A friend who happens to also be a coworker asked me how I'm feeling right now and the best word I could come up with was 'detached', and I think that's still pretty accurate. I've never really understood before how people can become addicted to computer games, but I find myself crawling further and further into Don't Starve because its complications are all things that can be looked up in the game wiki and don't require trying to coordinate/compromise/convince other people. It's very simple that way, and right now nothing else in my life is.
And of course there's family drama going on in the background--nothing involving me personally, but I'm in the position of trying to support someone who's trying to support someone else who is continually sliding further down the spiral of self-destruction. (Not to mention the current political craziness...!) There's so much in flux right now that I've pretty much reached full saturation, to the level that it's difficult to make myself care about anything larger than the very small tasks of finalizing the paint job on the door trim or trying to smooth out the wrinkles in the newly-applied contact paper.

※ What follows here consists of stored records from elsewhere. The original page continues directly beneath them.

//! Page fetching over HTTP.

use async_trait::async_trait;
use scanpilot_core::{Arguments, Capability, CapabilityError, ParamKind, ParamSchema, typed_args};
use serde::Deserialize;
use serde_json::Value;
use std::collections::BTreeMap;
use std::time::Duration;
use tracing::debug;

const DEFAULT_MAX_BYTES: usize = 20_000;

#[derive(Deserialize)]
struct FetchArgs {
    url: String,
    max_bytes: Option<u32>,
}

/// `fetch_url_content`: GET a page and return its status, headers and body.
pub struct FetchUrlCapability {
    client: reqwest::Client,
}

impl FetchUrlCapability {
    pub fn new(timeout: Duration) -> Result<Self, CapabilityError> {
        let client = reqwest::Client::builder()
            .timeout(timeout)
            .build()
            .map_err(|e| CapabilityError::Service(format!("HTTP client: {e}")))?;
        Ok(Self { client })
    }
}

/// Read at most `max_bytes` of the body; the rest is never downloaded.
async fn read_capped(response: &mut reqwest::Response, max_bytes: usize) -> reqwest::Result<Vec<u8>> {
    let mut body = Vec::new();
    while body.len() < max_bytes {
        match response.chunk().await? {
            Some(chunk) => body.extend_from_slice(&chunk),
            None => break,
        }
    }
    body.truncate(max_bytes);
    Ok(body)
}

/// Decode a possibly cut body, dropping a character split by the cut.
fn decode_body(mut bytes: Vec<u8>) -> String {
    if let Err(e) = std::str::from_utf8(&bytes) {
        if e.error_len().is_none() {
            bytes.truncate(e.valid_up_to());
        }
    }
    String::from_utf8_lossy(&bytes).into_owned()
}

#[async_trait]
impl Capability for FetchUrlCapability {
    fn name(&self) -> &str {
        "fetch_url_content"
    }

    fn description(&self) -> &str {
        "Fetch a URL with an HTTP GET and return the status code, response headers, \
         and (possibly truncated) body. Useful for inspecting forms and parameters."
    }

    fn schema(&self) -> ParamSchema {
        ParamSchema::new()
            .required("url", ParamKind::String, "The http:// or https:// URL to fetch")
            .optional(
                "max_bytes",
                ParamKind::Count,
                "Maximum number of body bytes to return (default 20000)",
            )
    }

    fn check(&self, arguments: &Arguments) -> Result<(), String> {
        match arguments.get("url").and_then(Value::as_str) {
            Some(url) if url.starts_with("http://") || url.starts_with("https://") => Ok(()),
            _ => Err("url must start with http:// or https://".into()),
        }
    }

    async fn invoke(&self, arguments: Arguments) -> Result<Value, CapabilityError> {
        let args: FetchArgs = typed_args(arguments)?;

        debug!(url = %args.url, "Fetching page");
        let mut response = self
            .client
            .get(&args.url)
            .send()
            .await
            .map_err(|e| CapabilityError::Service(format!("request to {} failed: {e}", args.url)))?;

        let status = response.status().as_u16();
        let headers: BTreeMap<String, String> = response
            .headers()
            .iter()
            .filter_map(|(name, value)| {
                value.to_str().ok().map(|v| (name.as_str().to_string(), v.to_string()))
            })
            .collect();
        let max_bytes = args.max_bytes.map_or(DEFAULT_MAX_BYTES, |n| n as usize);
        let bytes = read_capped(&mut response, max_bytes)
            .await
            .map_err(|e| CapabilityError::Service(format!("reading body of {} failed: {e}", args.url)))?;
        let body = decode_body(bytes);

        Ok(serde_json::json!({
            "url": args.url,
            "status": status,
            "headers": headers,
            "body": body,
        }))
    }
}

As a small, sad footnote to all this, we seem to have lost one of our bantams, who really ought to have been named Houdini and had less good sense than God gave most chickens--so we knew her disappearance was probably coming, but still. She was a sweet thing and I wish we could've figured out how to keep her safe.
Anyhow, I don't do these sorts of posts much anymore because it always feels like it devolves into whining about what is by any measure a pretty wonderful life, but just in case I drop off the face of the earth (other than next week's scheduled vacation), I wanted there to be some explanation of what's going on with the current state of Brat.
(Man, I could really do with a year of jubilee right about now.)